> **Collected data**:

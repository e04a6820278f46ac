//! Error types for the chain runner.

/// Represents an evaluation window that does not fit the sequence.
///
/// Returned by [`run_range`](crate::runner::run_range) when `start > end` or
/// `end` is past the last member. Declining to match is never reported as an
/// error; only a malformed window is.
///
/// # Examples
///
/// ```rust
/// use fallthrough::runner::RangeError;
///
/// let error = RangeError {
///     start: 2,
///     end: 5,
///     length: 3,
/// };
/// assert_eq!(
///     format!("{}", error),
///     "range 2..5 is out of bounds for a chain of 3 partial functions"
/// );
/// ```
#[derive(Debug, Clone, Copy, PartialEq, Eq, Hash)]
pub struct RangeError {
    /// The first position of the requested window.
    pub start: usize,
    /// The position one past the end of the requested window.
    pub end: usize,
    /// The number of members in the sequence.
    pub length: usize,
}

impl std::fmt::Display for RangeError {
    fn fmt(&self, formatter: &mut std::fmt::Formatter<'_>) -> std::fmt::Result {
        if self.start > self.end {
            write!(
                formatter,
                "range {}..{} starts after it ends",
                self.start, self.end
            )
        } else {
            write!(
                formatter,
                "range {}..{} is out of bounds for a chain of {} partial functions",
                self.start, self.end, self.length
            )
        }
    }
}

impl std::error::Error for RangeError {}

---

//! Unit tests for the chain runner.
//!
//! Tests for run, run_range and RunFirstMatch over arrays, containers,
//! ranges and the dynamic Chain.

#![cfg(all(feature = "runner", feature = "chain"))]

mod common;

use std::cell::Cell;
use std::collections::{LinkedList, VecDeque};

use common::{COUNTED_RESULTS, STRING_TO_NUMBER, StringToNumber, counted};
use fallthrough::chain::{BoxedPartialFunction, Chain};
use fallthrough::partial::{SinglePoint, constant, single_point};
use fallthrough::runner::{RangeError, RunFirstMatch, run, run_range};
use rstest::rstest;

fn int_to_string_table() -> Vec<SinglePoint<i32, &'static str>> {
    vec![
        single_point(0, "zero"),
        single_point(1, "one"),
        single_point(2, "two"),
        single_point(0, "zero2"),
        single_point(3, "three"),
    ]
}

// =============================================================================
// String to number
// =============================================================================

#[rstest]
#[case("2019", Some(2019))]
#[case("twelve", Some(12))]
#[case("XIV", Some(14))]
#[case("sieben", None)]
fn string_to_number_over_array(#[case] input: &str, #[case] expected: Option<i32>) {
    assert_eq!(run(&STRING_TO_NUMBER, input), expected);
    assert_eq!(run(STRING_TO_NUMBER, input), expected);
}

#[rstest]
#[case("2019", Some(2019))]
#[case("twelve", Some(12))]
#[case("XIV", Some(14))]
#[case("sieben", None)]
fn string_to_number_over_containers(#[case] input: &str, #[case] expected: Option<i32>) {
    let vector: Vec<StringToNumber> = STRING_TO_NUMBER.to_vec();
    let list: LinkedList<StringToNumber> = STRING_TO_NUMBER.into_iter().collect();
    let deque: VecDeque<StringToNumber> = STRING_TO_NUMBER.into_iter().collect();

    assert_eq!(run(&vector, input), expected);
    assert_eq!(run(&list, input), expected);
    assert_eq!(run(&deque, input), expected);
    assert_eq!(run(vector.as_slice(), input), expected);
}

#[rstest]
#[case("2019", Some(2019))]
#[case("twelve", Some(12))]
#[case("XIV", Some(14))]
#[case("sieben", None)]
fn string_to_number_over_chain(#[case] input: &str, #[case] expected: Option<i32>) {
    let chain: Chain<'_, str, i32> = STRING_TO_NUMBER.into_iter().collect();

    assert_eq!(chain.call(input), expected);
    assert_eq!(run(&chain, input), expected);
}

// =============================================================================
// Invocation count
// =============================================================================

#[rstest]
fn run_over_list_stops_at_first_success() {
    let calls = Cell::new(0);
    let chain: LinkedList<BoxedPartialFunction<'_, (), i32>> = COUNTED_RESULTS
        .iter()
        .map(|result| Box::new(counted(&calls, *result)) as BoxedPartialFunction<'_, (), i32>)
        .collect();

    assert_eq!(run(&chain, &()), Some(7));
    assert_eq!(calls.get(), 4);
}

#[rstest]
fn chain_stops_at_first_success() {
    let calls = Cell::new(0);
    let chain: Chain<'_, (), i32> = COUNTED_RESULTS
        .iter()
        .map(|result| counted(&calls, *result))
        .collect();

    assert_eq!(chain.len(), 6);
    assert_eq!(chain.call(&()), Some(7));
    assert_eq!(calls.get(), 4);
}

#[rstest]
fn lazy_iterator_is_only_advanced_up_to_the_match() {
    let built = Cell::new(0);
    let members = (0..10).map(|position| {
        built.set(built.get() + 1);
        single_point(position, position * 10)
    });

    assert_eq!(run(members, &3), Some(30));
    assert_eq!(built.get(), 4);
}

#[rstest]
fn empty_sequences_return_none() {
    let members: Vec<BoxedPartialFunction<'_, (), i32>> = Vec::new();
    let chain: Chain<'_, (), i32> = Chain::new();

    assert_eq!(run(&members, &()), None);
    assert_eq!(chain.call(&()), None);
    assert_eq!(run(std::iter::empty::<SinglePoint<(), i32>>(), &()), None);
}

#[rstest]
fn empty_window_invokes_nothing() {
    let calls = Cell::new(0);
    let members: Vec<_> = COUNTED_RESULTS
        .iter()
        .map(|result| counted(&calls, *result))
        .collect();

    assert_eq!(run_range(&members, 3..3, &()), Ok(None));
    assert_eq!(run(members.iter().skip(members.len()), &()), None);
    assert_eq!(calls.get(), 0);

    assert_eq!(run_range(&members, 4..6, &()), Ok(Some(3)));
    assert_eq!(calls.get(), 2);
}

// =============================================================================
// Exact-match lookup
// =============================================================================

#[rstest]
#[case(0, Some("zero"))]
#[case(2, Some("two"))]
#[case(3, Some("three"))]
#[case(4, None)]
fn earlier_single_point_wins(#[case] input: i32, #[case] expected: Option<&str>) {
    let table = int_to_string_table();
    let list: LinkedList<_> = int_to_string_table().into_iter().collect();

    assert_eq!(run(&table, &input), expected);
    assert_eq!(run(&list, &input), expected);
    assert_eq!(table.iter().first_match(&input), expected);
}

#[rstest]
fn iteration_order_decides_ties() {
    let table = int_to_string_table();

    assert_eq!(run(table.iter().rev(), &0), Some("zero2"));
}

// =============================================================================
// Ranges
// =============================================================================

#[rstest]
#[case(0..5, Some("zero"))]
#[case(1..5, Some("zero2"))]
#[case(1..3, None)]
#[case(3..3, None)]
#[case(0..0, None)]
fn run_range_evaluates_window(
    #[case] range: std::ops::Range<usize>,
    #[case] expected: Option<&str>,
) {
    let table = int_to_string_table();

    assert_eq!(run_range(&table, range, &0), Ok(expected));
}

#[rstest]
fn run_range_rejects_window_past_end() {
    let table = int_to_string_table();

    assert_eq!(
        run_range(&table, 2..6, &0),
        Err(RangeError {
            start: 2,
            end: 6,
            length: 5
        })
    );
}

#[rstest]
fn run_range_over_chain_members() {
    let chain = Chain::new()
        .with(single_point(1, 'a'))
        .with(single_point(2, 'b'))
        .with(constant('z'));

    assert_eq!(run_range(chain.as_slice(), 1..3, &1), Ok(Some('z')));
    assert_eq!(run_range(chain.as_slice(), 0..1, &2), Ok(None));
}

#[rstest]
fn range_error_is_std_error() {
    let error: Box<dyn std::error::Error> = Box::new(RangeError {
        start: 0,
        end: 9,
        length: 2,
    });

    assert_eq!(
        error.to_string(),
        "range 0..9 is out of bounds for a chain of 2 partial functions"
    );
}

--

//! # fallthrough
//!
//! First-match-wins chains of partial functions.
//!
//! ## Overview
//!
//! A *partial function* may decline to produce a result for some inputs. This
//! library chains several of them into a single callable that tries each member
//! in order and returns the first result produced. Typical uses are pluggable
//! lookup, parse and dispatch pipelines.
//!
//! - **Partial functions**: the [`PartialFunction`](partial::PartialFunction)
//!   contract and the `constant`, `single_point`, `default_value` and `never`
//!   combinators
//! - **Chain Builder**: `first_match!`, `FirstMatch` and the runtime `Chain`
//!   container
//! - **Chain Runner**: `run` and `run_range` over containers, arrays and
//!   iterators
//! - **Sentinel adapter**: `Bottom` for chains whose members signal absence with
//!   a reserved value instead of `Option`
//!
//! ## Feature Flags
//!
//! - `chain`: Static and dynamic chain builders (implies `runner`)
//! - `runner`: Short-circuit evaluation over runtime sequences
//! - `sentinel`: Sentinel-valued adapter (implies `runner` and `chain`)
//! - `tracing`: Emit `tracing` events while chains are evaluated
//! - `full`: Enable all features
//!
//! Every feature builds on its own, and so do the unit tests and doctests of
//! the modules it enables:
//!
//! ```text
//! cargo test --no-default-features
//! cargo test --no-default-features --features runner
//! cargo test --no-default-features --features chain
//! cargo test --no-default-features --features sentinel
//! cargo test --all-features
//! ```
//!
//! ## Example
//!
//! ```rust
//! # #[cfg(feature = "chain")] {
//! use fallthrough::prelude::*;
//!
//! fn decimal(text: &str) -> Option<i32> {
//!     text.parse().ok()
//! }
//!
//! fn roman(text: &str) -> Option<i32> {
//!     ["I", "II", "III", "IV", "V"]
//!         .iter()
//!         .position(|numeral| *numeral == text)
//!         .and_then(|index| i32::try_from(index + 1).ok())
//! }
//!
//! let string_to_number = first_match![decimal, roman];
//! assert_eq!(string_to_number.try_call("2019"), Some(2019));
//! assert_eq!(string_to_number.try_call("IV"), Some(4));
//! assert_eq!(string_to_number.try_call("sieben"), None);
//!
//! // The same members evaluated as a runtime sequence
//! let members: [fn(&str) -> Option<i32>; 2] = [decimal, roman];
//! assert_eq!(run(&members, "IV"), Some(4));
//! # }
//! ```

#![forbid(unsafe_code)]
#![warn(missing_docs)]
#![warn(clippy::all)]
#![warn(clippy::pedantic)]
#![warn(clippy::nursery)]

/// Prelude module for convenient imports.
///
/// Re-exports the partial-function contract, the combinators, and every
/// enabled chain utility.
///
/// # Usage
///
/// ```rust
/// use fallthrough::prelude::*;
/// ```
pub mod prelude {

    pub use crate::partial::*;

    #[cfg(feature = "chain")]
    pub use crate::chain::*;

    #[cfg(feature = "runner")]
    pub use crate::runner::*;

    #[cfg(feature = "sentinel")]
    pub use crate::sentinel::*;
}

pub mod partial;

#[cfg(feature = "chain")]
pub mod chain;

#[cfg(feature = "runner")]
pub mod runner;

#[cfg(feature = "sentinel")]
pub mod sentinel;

> **Work instructions**:
Answer with a number only: how many lines above include the word "adapter"?

> **The completed task**:
2